| FTBL Has the college football recruiting media industry hit a bubble with fans?

Shannon Terry led the early days of college football recruiting websites. Now the CEO of the 3-year-old recruiting website 247Sports, Terry bought the first version of Rivals.com in 2000 out of bankruptcy. He sold Rivals to Yahoo! in 2007 for $100 million.

He remembers how drama built recruiting websites into a profitable and popular cottage industry. Those news conferences by recruiting choosing from multiple hats were good for business, allowing websites to follow what Terry called "war horses" -- three or four elite prospects at each school whose every little move was documented from junior year until signing day.

Terry looks at the industry today and sees evolving interests from consumers. He believes readers want more coverage about their school and less about the individual recruit.

"I believe the recruiting industry has hit a bubble," Terry said. "To borrow a pop culture term, I think the industry has jumped the shark to a degree. Do you want to sit and watch kids you don't know on TV decide what school they're going to who you don't care about? Is that good TV? Are you interested in a high school player committing and decommitting three times over four months? I don't know that there's the same suspense there used to be that creates entertainment value."

Make no mistake: The recruiting media industry is entertainment and a big business, with major media and shoe apparel companies sticking their toes in the water to varying degrees of success. For more than a decade, information and analysis about where high school students decide to attend college has made a lot of adults money.

About seven years ago, the industry essentially boiled down to Rivals vs. Scout. Today, there's a big four of Rivals (generally considered the industry leader), 247Sports, ESPN and Scout. There's also small blogs, social media, websites that aggregate recruiting information, and more local media companies. That includes AL.com, which devotes more staffers to recruiting than it did a couple years ago and generates high readership for some recruiting stories, particularly those related to Alabama or Auburn.

Scout was recently sold by Fox to the North American Membership Group and will be run by Jim Heckman, who formed Scout in 2001 and was an original founder of Rivals. It is believed Fox sold Scout for significantly less money than the estimated $60 million sales price when Heckman sold the company in 2005, according to a November 2013 story by allthingsd.com.

"It's correct that being the first to find out where a kid is going to school was interesting when the Internet was all about text over dialogue," Heckman said. "That's about all you could do then so a bunch of us followers jumped in. What we're going to do in the future is give a more enjoyable experience, and I think updates on what kids are thinking is a subset. Right now, there's a lot of oversaturation in the field."

Eric Winter, the head of Yahoo-owned Rivals, said the recruiting market is "absolutely not" oversaturated. Recruiting is just one component of many team web sites in addition to covering individual teams.

"Seven years ago the only competition for Rivals.com was Scout.com and to a lesser extent ESPN," Winter said. "Today I believe our biggest competition is search. I don't look at ESPN, I don't look at Scout.com, and I certainly don't look at 247 as true competition. We have a responsibility to our paying subscribers to give more information, more data, more analysis and a great way for fans to communicate."

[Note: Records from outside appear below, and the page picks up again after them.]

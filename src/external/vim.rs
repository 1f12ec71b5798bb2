#![deny(clippy::unwrap_used)]
#![deny(clippy::expect_used)]
#![deny(clippy::panic)]
#![warn(clippy::pedantic)]
#![warn(clippy::nursery)]
#![forbid(unsafe_code)]

//! Help lookup backed by the `vim` binary.
//!
//! Vim runs in silent Ex mode with no user configuration. The subject and
//! extra runtime paths travel through environment variables. `:help` still
//! ends its argument at a `|` followed by anything but another `|`, or at a
//! line break, so such subjects are refused before Vim starts.

use super::process::{run_command, DEFAULT_COMMAND_TIMEOUT};
use crate::ports::{HelpSearch, PortFuture, RuntimePathProvider};
use crate::{Result, VimHelpError};
use itertools::Itertools;
use std::path::PathBuf;
use std::sync::Arc;
use std::time::Duration;
use tracing::debug;

const SUBJECT_VAR: &str = "VIMHELP_SUBJECT";
const RUNTIMEPATH_VAR: &str = "VIMHELP_RUNTIMEPATH";

/// Lines shown when no later tag bounds the section.
pub const MAX_SECTION_LINES: usize = 20;

pub struct VimHelp {
    vim_path: String,
    helplang: Vec<String>,
    runtime_paths: Option<Arc<dyn RuntimePathProvider>>,
    timeout: Duration,
}

impl VimHelp {
    #[must_use]
    pub fn new(vim_path: impl Into<String>) -> Self {
        Self {
            vim_path: vim_path.into(),
            helplang: Vec::new(),
            runtime_paths: None,
            timeout: DEFAULT_COMMAND_TIMEOUT,
        }
    }

    #[must_use]
    pub fn with_helplang(mut self, helplang: Vec<String>) -> Self {
        self.helplang = helplang;
        self
    }

    #[must_use]
    pub fn with_runtime_paths(mut self, provider: Arc<dyn RuntimePathProvider>) -> Self {
        self.runtime_paths = Some(provider);
        self
    }

    #[must_use]
    pub const fn with_timeout(mut self, timeout: Duration) -> Self {
        self.timeout = timeout;
        self
    }

    #[must_use]
    pub fn vim_path(&self) -> &str {
        &self.vim_path
    }

    #[must_use]
    pub fn helplang(&self) -> &[String] {
        &self.helplang
    }

    /// Value appended to 'runtimepath', commas inside paths escaped.
    #[must_use]
    pub fn extra_runtimepath(&self) -> Option<String> {
        let paths: Vec<PathBuf> = self
            .runtime_paths
            .as_ref()
            .map(|provider| provider.runtime_paths())
            .unwrap_or_default();
        if paths.is_empty() {
            return None;
        }
        Some(
            paths
                .iter()
                .map(|path| path.to_string_lossy().replace('\\', "\\\\").replace(',', "\\,"))
                .join(","),
        )
    }

    /// Arguments passed to Vim for one lookup.
    #[must_use]
    pub fn command_args(&self, with_runtimepath: bool) -> Vec<String> {
        let mut args = ["-u", "NONE", "-i", "NONE", "-N", "-n", "-e", "-s"]
            .iter()
            .map(ToString::to_string)
            .collect::<Vec<_>>();
        let mut commands = Vec::new();

        if with_runtimepath {
            commands.push(format!("let &runtimepath .= ',' . ${RUNTIMEPATH_VAR}"));
        }
        if !self.helplang.is_empty() {
            commands.push(format!("set helplang={}", self.helplang.join(",")));
        }
        commands.push(format!(
            "try | execute 'help' ${SUBJECT_VAR} | catch | call setline(1, substitute(v:exception, '^Vim(help):', '', '')) | 1print | cquit! | endtry"
        ));
        commands.push(format!(
            r"let g:s = line('.') | call cursor(g:s + 1, 1) | let g:n = search('\*\S\+\*\s*$', 'cnW') | let g:e = g:n > 0 ? g:n - 1 : g:s + {MAX_SECTION_LINES}"
        ));
        commands.push(
            r"let g:e = min([g:e, line('$')]) | while g:e > g:s && getline(g:e) =~# '^\s*$' | let g:e -= 1 | endwhile"
                .to_string(),
        );
        commands.push("execute g:s . ',' . g:e . 'print'".to_string());
        commands.push("qall!".to_string());

        for command in commands {
            args.push("-c".to_string());
            args.push(command);
        }
        args
    }

    async fn lookup(&self, subject: &str) -> Result<String> {
        if subject.trim().is_empty() {
            return Err(VimHelpError::message("Help subject must not be empty"));
        }
        if splits_help_command(subject) {
            return Err(VimHelpError::message(format!("Invalid help subject: {subject}")));
        }

        let runtimepath = self.extra_runtimepath();
        let args = self.command_args(runtimepath.is_some());
        let mut envs = vec![(SUBJECT_VAR, subject)];
        if let Some(rtp) = runtimepath.as_deref() {
            envs.push((RUNTIMEPATH_VAR, rtp));
        }

        debug!("searching help for {}", subject);
        let output = run_command(&self.vim_path, &args, &envs, self.timeout)
            .await?
            .into_success()?;

        let text = output.stdout.trim_end();
        if text.trim().is_empty() {
            return Err(VimHelpError::exec(
                output.status.code(),
                output.stdout.clone(),
                format!("E149: Sorry, no help for {subject}"),
            ));
        }
        Ok(text.to_string())
    }
}

/// True when `:help` would treat part of `subject` as a following command.
#[must_use]
pub fn splits_help_command(subject: &str) -> bool {
    let mut chars = subject.chars().peekable();
    while let Some(c) = chars.next() {
        if c.is_control() {
            return true;
        }
        if c == '|' && chars.peek().is_some_and(|next| *next != '|') {
            return true;
        }
    }
    false
}

impl HelpSearch for VimHelp {
    fn search<'a>(&'a self, query: &'a str) -> PortFuture<'a, String> {
        Box::pin(self.lookup(query))
    }
}
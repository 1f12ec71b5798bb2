#![deny(clippy::unwrap_used)]
#![deny(clippy::expect_used)]
#![deny(clippy::panic)]
#![warn(clippy::pedantic)]
#![warn(clippy::nursery)]
#![forbid(unsafe_code)]

mod cli;
mod shell;

use anyhow::Context;
use cli::{parse_cli_args, CliAction, ShellOptions, USAGE};
use shell::ShellSink;
use std::process::ExitCode;
use std::rc::Rc;
use tokio::io::{AsyncBufReadExt, BufReader};
use tokio::task::LocalSet;
use tracing::{debug, info};
use tracing_subscriber::EnvFilter;
use vimhelp::error::get_error_info;
use vimhelp::{code, BotConfig, IncomingMessage, VimHelpBot, VimHelpError};

#[tokio::main(flavor = "current_thread")]
async fn main() -> ExitCode {
    let args: Vec<String> = std::env::args().skip(1).collect();
    let action = match parse_cli_args(&args) {
        Ok(action) => action,
        Err(err) => {
            eprintln!("{err}\n\n{USAGE}");
            print_hint(code::CLI_ERROR);
            return ExitCode::from(2);
        }
    };

    match action {
        CliAction::ShowHelp => {
            println!("{USAGE}");
            ExitCode::SUCCESS
        }
        CliAction::ShowVersion => {
            println!("vimhelp-bot {}", env!("CARGO_PKG_VERSION"));
            ExitCode::SUCCESS
        }
        CliAction::RunShell(options) => {
            dotenv::dotenv().ok();
            init_tracing();
            match LocalSet::new().run_until(run_shell(options)).await {
                Ok(()) => ExitCode::SUCCESS,
                Err(err) => {
                    eprintln!("Error: {err:#}");
                    if let Some(err) = err.downcast_ref::<VimHelpError>() {
                        print_hint(err.code());
                    }
                    ExitCode::from(exit_code(&err))
                }
            }
        }
    }
}

fn init_tracing() {
    let filter = EnvFilter::try_from_default_env().unwrap_or_else(|_| EnvFilter::new("info"));
    tracing_subscriber::fmt()
        .with_env_filter(filter)
        .with_writer(std::io::stderr)
        .init();
}

fn print_hint(error_code: &str) {
    if let Some((description, fix)) = get_error_info(error_code) {
        eprintln!("{error_code}: {description}. {fix}");
    }
}

fn exit_code(err: &anyhow::Error) -> u8 {
    err.downcast_ref::<VimHelpError>()
        .map_or(1, |err| u8::try_from(err.exit_code()).unwrap_or(1))
}

/// Feeds stdin lines to the bot until EOF. A literal `\n` in a line stands
/// for a line break inside one message.
async fn run_shell(options: ShellOptions) -> anyhow::Result<()> {
    let config = BotConfig::from_env().context("invalid configuration")?;
    let bot = Rc::new(VimHelpBot::from_config(&config)?);
    info!(
        "vimhelp-bot ready as {} (plugin manager {})",
        config.bot_name,
        if bot.plugin_manager_enabled() { "on" } else { "off" }
    );

    let sink = Rc::new(ShellSink::new(
        options.user.clone(),
        options.output,
        std::io::stdout(),
    ));
    let mut lines = BufReader::new(tokio::io::stdin()).lines();
    let mut pending = Vec::new();

    while let Some(line) = lines.next_line().await.context("failed to read stdin")? {
        if line.trim().is_empty() {
            continue;
        }
        let message = IncomingMessage::new(options.user.clone(), line.replace("\\n", "\n"));
        let bot = Rc::clone(&bot);
        let sink = Rc::clone(&sink);
        pending.push(tokio::task::spawn_local(async move {
            bot.handle(&message, &*sink).await
        }));
    }

    for handle in pending {
        let fired = handle.await.context("message handler failed")?;
        debug!("listeners fired: {:?}", fired);
    }
    Ok(())
}
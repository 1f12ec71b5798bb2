#![deny(clippy::unwrap_used)]
#![deny(clippy::expect_used)]
#![deny(clippy::panic)]
#![warn(clippy::pedantic)]
#![warn(clippy::nursery)]
#![forbid(unsafe_code)]

//! Chat-facing entry point.
//!
//! Three listeners look at every message:
//! - `:help {subject}` at the start of the message (or of any line in
//!   multiline mode), answered with `send`;
//! - `:help {subject}` addressed to the bot, answered with `reply`;
//! - `/vimhelp ...`, routed through [`CommandRouter`].

use crate::batch::BatchRunner;
use crate::config::BotConfig;
use crate::external::{PluginManager, VimHelp};
use crate::format::Formatter;
use crate::ports::{HelpSearch, PluginRepository, ResponseSink};
use crate::router::{CommandContext, CommandRouter, Resolution};
use crate::{Result, VimHelpError};
use regex::Regex;
use std::sync::Arc;
use tracing::{debug, info, warn};

pub const PLUGIN_MANAGER_UNAVAILABLE: &str = "ERROR: Sorry, PluginManager is unavailable.";

const HELP_PATTERN: &str = r":h(?:elp)?(?:\s+(\S*))";
const VIMHELP_PATTERN: &str = r"^[!/:]vimhelp\s*([\s\S]*)$";

#[derive(Debug, Clone, PartialEq, Eq)]
pub struct IncomingMessage {
    pub user: String,
    pub text: String,
}

impl IncomingMessage {
    #[must_use]
    pub fn new(user: impl Into<String>, text: impl Into<String>) -> Self {
        Self {
            user: user.into(),
            text: text.into(),
        }
    }
}

/// Which listener reacted to a message.
#[derive(Debug, Clone, PartialEq, Eq)]
pub enum Listener {
    HearHelp { subject: String },
    RespondHelp { subject: String },
    Vimhelp { resolution: Option<Resolution> },
}

pub struct VimHelpBot {
    help: Arc<dyn HelpSearch>,
    plugins: Option<Arc<dyn PluginRepository>>,
    router: Arc<CommandRouter>,
    runner: BatchRunner,
    formatter: Formatter,
    hear_help: Regex,
    respond_help: Regex,
    vimhelp_command: Regex,
}

impl VimHelpBot {
    /// Builds the bot around the given collaborators.
    ///
    /// # Errors
    ///
    /// Returns `VimHelpError::ConfigError` when a listener pattern cannot be compiled.
    pub fn new(
        config: &BotConfig,
        help: Arc<dyn HelpSearch>,
        plugins: Option<Arc<dyn PluginRepository>>,
    ) -> Result<Self> {
        let hear = if config.multiline {
            format!("(?m)^{HELP_PATTERN}")
        } else {
            format!("^{HELP_PATTERN}")
        };
        let respond = format!(
            r"^\s*@?(?i:{})[:,]?\s*(?:{HELP_PATTERN})",
            regex::escape(&config.bot_name)
        );

        Ok(Self {
            help,
            plugins,
            router: Arc::new(CommandRouter::vimhelp()),
            runner: BatchRunner::new(config.concurrency, config.action_timeout),
            formatter: Formatter::new(config.markdown),
            hear_help: compile(&hear)?,
            respond_help: compile(&respond)?,
            vimhelp_command: compile(VIMHELP_PATTERN)?,
        })
    }

    /// Wires `vim` and, when a plugin directory is configured, the git-backed
    /// plugin manager.
    ///
    /// # Errors
    ///
    /// Returns `VimHelpError::ConfigError` when a listener pattern cannot be compiled.
    pub fn from_config(config: &BotConfig) -> Result<Self> {
        let manager = config.plugins_dir.as_ref().map(|dir| {
            info!("plugin manager enabled at {}", dir.display());
            Arc::new(PluginManager::new(dir, config.vim_path.clone()))
        });

        let mut vim = VimHelp::new(config.vim_path.clone()).with_helplang(config.helplang.clone());
        if let Some(manager) = &manager {
            vim = vim.with_runtime_paths(manager.clone());
        }

        let plugins = manager.map(|manager| manager as Arc<dyn PluginRepository>);
        Self::new(config, Arc::new(vim), plugins)
    }

    #[must_use]
    pub const fn plugin_manager_enabled(&self) -> bool {
        self.plugins.is_some()
    }

    /// Offers `message` to every listener and reports the ones that reacted.
    pub async fn handle(&self, message: &IncomingMessage, sink: &dyn ResponseSink) -> Vec<Listener> {
        let mut fired = Vec::new();

        if let Some(subject) = help_subject(&self.hear_help, &message.text) {
            debug!("{} asked for :help {}", message.user, subject);
            sink.send(self.help_text(&subject).await);
            fired.push(Listener::HearHelp { subject });
        }

        if let Some(subject) = help_subject(&self.respond_help, &message.text) {
            debug!("{} asked the bot for :help {}", message.user, subject);
            sink.reply(self.help_text(&subject).await);
            fired.push(Listener::RespondHelp { subject });
        }

        if let Some(argline) = self
            .vimhelp_command
            .captures(&message.text)
            .and_then(|caps| caps.get(1))
            .map(|m| m.as_str().to_string())
        {
            let resolution = self.vimhelp(&argline, sink).await;
            fired.push(Listener::Vimhelp { resolution });
        }

        fired
    }

    /// Looks up `subject` and renders the answer; lookup errors become text.
    pub async fn help_text(&self, subject: &str) -> String {
        match self.help.search(subject).await {
            Ok(text) => self.formatter.help_success(&text),
            Err(err) => {
                warn!("help lookup for {} failed: {}", subject, err);
                self.formatter.help_failure(&err)
            }
        }
    }

    /// Runs a `/vimhelp` command line. `None` means the plugin manager is off.
    pub async fn vimhelp(&self, argline: &str, sink: &dyn ResponseSink) -> Option<Resolution> {
        let Some(plugins) = self.plugins.as_deref() else {
            sink.send(PLUGIN_MANAGER_UNAVAILABLE.to_string());
            return None;
        };

        let ctx = CommandContext {
            sink,
            plugins,
            runner: &self.runner,
            formatter: &self.formatter,
        };
        Some(self.router.dispatch(argline, &ctx).await)
    }
}

fn compile(pattern: &str) -> Result<Regex> {
    Regex::new(pattern)
        .map_err(|e| VimHelpError::ConfigError(format!("invalid listener pattern {pattern}: {e}")))
}

/// First capture of a help listener; an empty subject does not count.
fn help_subject(pattern: &Regex, text: &str) -> Option<String> {
    pattern
        .captures(text)
        .and_then(|caps| caps.get(1))
        .map(|m| m.as_str())
        .filter(|subject| !subject.is_empty())
        .map(ToString::to_string)
}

After once investing into the recruiting website game, ESPN jumped out of it last fall. ESPN's heaviest recruiting coverage tends to come on signing day, when ESPNU will air 11 hours of live content, including 13 live commitment announcements.

"I don't know if it's accurate to say the market is oversaturated," ESPN recruiting analyst Tom Luginbill said. "It should be what Shannon is talking about -- analysis of how the players fit into teams and what it means. I don't think it's changing to that, not as long as you have a headline that says 'So and so player is down to three choices and what are they?'"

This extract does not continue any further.